Specification of hepatopancreas progenitors in zebrafish by hnf1ba and wnt2bb
- Authors
- Lancman, J.J., Zvenigorodsky, N., Gates, K.P., Zhang, D., Solomon, K., Humphrey, R.K., Kuo, T., Setiawan, L., Verkade, H., Chi, Y.I., Jhala, U.S., Wright, C.V., Stainier, D.Y., and Dong, P.D.
- ID
- ZDB-PUB-130708-26
- Date
- 2013
- Source
- Development (Cambridge, England) 140(13): 2669-2679 (Journal)
- Registered Authors
- Dong, P. Duc, Gates, Keith, Lancman, Joseph, Solomon, Keely, Stainier, Didier, Verkade, Heather, Wright, Christopher V.E., Zhang, Danhua
- Keywords
- Hnf1b, pancreas, liver, Wnt, diabetes, MODY
- MeSH Terms
-
- Animals
- Animals, Genetically Modified
- Cell Differentiation/genetics
- Cell Differentiation/physiology
- Hepatocyte Nuclear Factor 1-beta/genetics
- Hepatocyte Nuclear Factor 1-beta/metabolism*
- Hepatopancreas/cytology*
- Hepatopancreas/metabolism*
- Signal Transduction/genetics
- Signal Transduction/physiology
- Stem Cells/cytology*
- Stem Cells/metabolism*
- Wnt Proteins/genetics
- Wnt Proteins/metabolism*
- Zebrafish
- Zebrafish Proteins/genetics
- Zebrafish Proteins/metabolism*
- PubMed
- 23720049 Full text @ Development
Although the liver and ventral pancreas are thought to arise from a common multipotent progenitor pool, it is unclear whether these progenitors of the hepatopancreas system are specified by a common genetic mechanism.
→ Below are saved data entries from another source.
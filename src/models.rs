//! Rows of the Supabase tables the voice service reads and writes.

use chrono::{DateTime, Utc};
use serde::{Deserialize, Serialize};

const RESERVATION_KINDS: &[&str] = &[
    "restaurant",
    "restaurants",
    "cafe",
    "café",
    "bar",
    "bistro",
    "diner",
    "pub",
];

#[derive(Debug, Clone, Serialize, Deserialize, PartialEq)]
pub struct BusinessProfile {
    pub id: String,
    pub business_name: String,
    #[serde(default)]
    pub business_type: Option<String>,
    pub phone_number: String,
    #[serde(default)]
    pub greeting_message: Option<String>,
    #[serde(default)]
    pub business_hours: Option<String>,
    #[serde(default)]
    pub services: Vec<String>,
    #[serde(default)]
    pub assistant_name: Option<String>,
    #[serde(default)]
    pub voice_id: Option<String>,
    #[serde(default)]
    pub timezone: Option<String>,
}

impl BusinessProfile {
    /// Restaurants, cafes and bars take reservations; everyone else books appointments.
    pub fn takes_reservations(&self) -> bool {
        let Some(kind) = self.business_type.as_deref() else {
            return false;
        };
        kind.to_lowercase()
            .split(|c: char| !c.is_alphanumeric())
            .any(|word| RESERVATION_KINDS.contains(&word))
    }
}

#[derive(Debug, Clone, Serialize, Deserialize, PartialEq)]
pub struct CallerProfile {
    pub id: String,
    pub business_id: String,
    pub phone_number: String,
    #[serde(default)]
    pub name: Option<String>,
    #[serde(default)]
    pub notes: Option<String>,
    #[serde(default)]
    pub call_count: i64,
    #[serde(default)]
    pub last_called_at: Option<DateTime<Utc>>,
}

#[derive(Debug, Clone, Copy, Serialize, Deserialize, PartialEq, Eq)]
#[serde(rename_all = "snake_case")]
pub enum AppointmentStatus {
    Scheduled,
    Confirmed,
    Cancelled,
    Completed,
}

#[derive(Debug, Clone, Serialize, Deserialize, PartialEq)]
pub struct Appointment {
    #[serde(default, skip_serializing_if = "Option::is_none")]
    pub id: Option<String>,
    pub business_id: String,
    pub caller_phone: String,
    pub caller_name: String,
    pub service: String,
    pub scheduled_for: DateTime<Utc>,
    pub status: AppointmentStatus,
    #[serde(default, skip_serializing_if = "Option::is_none")]
    pub notes: Option<String>,
}

#[derive(Debug, Clone, Copy, Serialize, Deserialize, PartialEq, Eq)]
#[serde(rename_all = "snake_case")]
pub enum ReservationStatus {
    Pending,
    Confirmed,
    Cancelled,
}

#[derive(Debug, Clone, Serialize, Deserialize, PartialEq)]
pub struct Reservation {
    #[serde(default, skip_serializing_if = "Option::is_none")]
    pub id: Option<String>,
    pub business_id: String,
    pub caller_phone: String,
    pub caller_name: String,
    pub party_size: u32,
    pub reserved_for: DateTime<Utc>,
    pub status: ReservationStatus,
    #[serde(default, skip_serializing_if = "Option::is_none")]
    pub notes: Option<String>,
}

#[derive(Debug, Clone, Copy, Serialize, Deserialize, PartialEq, Eq)]
#[serde(rename_all = "snake_case")]
pub enum CampaignStatus {
    Draft,
    Active,
    Paused,
    Completed,
}

#[derive(Debug, Clone, Serialize, Deserialize, PartialEq)]
pub struct OutreachCampaign {
    pub id: String,
    pub business_id: String,
    pub name: String,
    /// What the assistant says when the lead picks up.
    pub script: String,
    pub status: CampaignStatus,
}

#[derive(Debug, Clone, Copy, Serialize, Deserialize, PartialEq, Eq)]
#[serde(rename_all = "snake_case")]
pub enum LeadStatus {
    Pending,
    Contacted,
    Failed,
}

#[derive(Debug, Clone, Serialize, Deserialize, PartialEq)]
pub struct OutreachLead {
    pub id: String,
    pub campaign_id: String,
    #[serde(default)]
    pub name: Option<String>,
    pub phone_number: String,
    pub status: LeadStatus,
}

#[derive(Debug, Clone, Copy, Serialize, Deserialize, PartialEq, Eq)]
#[serde(rename_all = "snake_case")]
pub enum JobStatus {
    Pending,
    Processing,
    Retrying,
    Completed,
    Failed,
}

impl JobStatus {
    pub fn as_str(self) -> &'static str {
        match self {
            JobStatus::Pending => "pending",
            JobStatus::Processing => "processing",
            JobStatus::Retrying => "retrying",
            JobStatus::Completed => "completed",
            JobStatus::Failed => "failed",
        }
    }
}

#[derive(Debug, Clone, Serialize, Deserialize, PartialEq)]
pub struct OutreachJob {
    pub id: String,
    pub campaign_id: String,
    pub lead_id: String,
    pub status: JobStatus,
    #[serde(default)]
    pub attempts: u32,
    #[serde(default)]
    pub last_error: Option<String>,
    #[serde(default)]
    pub call_sid: Option<String>,
    #[serde(default)]
    pub scheduled_at: Option<DateTime<Utc>>,
}

/// Partial update for an outreach job. Unset fields are left untouched.
#[derive(Debug, Clone, Default, Serialize, PartialEq)]
pub struct JobPatch {
    #[serde(skip_serializing_if = "Option::is_none")]
    pub status: Option<JobStatus>,
    #[serde(skip_serializing_if = "Option::is_none")]
    pub attempts: Option<u32>,
    #[serde(skip_serializing_if = "Option::is_none")]
    pub last_error: Option<String>,
    #[serde(skip_serializing_if = "Option::is_none")]
    pub call_sid: Option<String>,
    #[serde(skip_serializing_if = "Option::is_none")]
    pub scheduled_at: Option<DateTime<Utc>>,
}

#[derive(Debug, Clone, Copy, Serialize, Deserialize, PartialEq, Eq)]
#[serde(rename_all = "snake_case")]
pub enum CallDirection {
    Inbound,
    Outbound,
}

#[derive(Debug, Clone, Serialize, Deserialize, PartialEq)]
pub struct CallLog {
    pub call_sid: String,
    #[serde(default)]
    pub business_id: Option<String>,
    pub caller_phone: String,
    pub direction: CallDirection,
    pub status: String,
    pub transcript: String,
    #[serde(default)]
    pub duration_secs: Option<u32>,
}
Efforts to determine the role of Hnf1b and Wnt signaling in this crucial process have been confounded by a combination of factors, including a narrow time frame for hepatopancreas specification, functional redundancy among Wnt ligands, and pleiotropic defects caused by either severe loss of Wnt signaling or Hnf1b function. Using a novel hypomorphic hnf1ba zebrafish mutant that exhibits pancreas hypoplasia, as observed in HNF1B monogenic diabetes, we show that hnf1ba plays essential roles in regulating β-cell number and pancreas specification, distinct from its function in regulating pancreas size and liver specification, respectively. By combining Hnf1ba partial loss of function with conditional loss of Wnt signaling, we uncover a crucial developmental window when these pathways synergize to specify the entire ventrally derived hepatopancreas progenitor population. Furthermore, our in vivo genetic studies demonstrate that hnf1ba generates a permissive domain for Wnt signaling activity in the foregut endoderm. Collectively, our findings provide a new model for HNF1B function, yield insight into pancreas and β-cell development, and suggest a new mechanism for hepatopancreatic specification.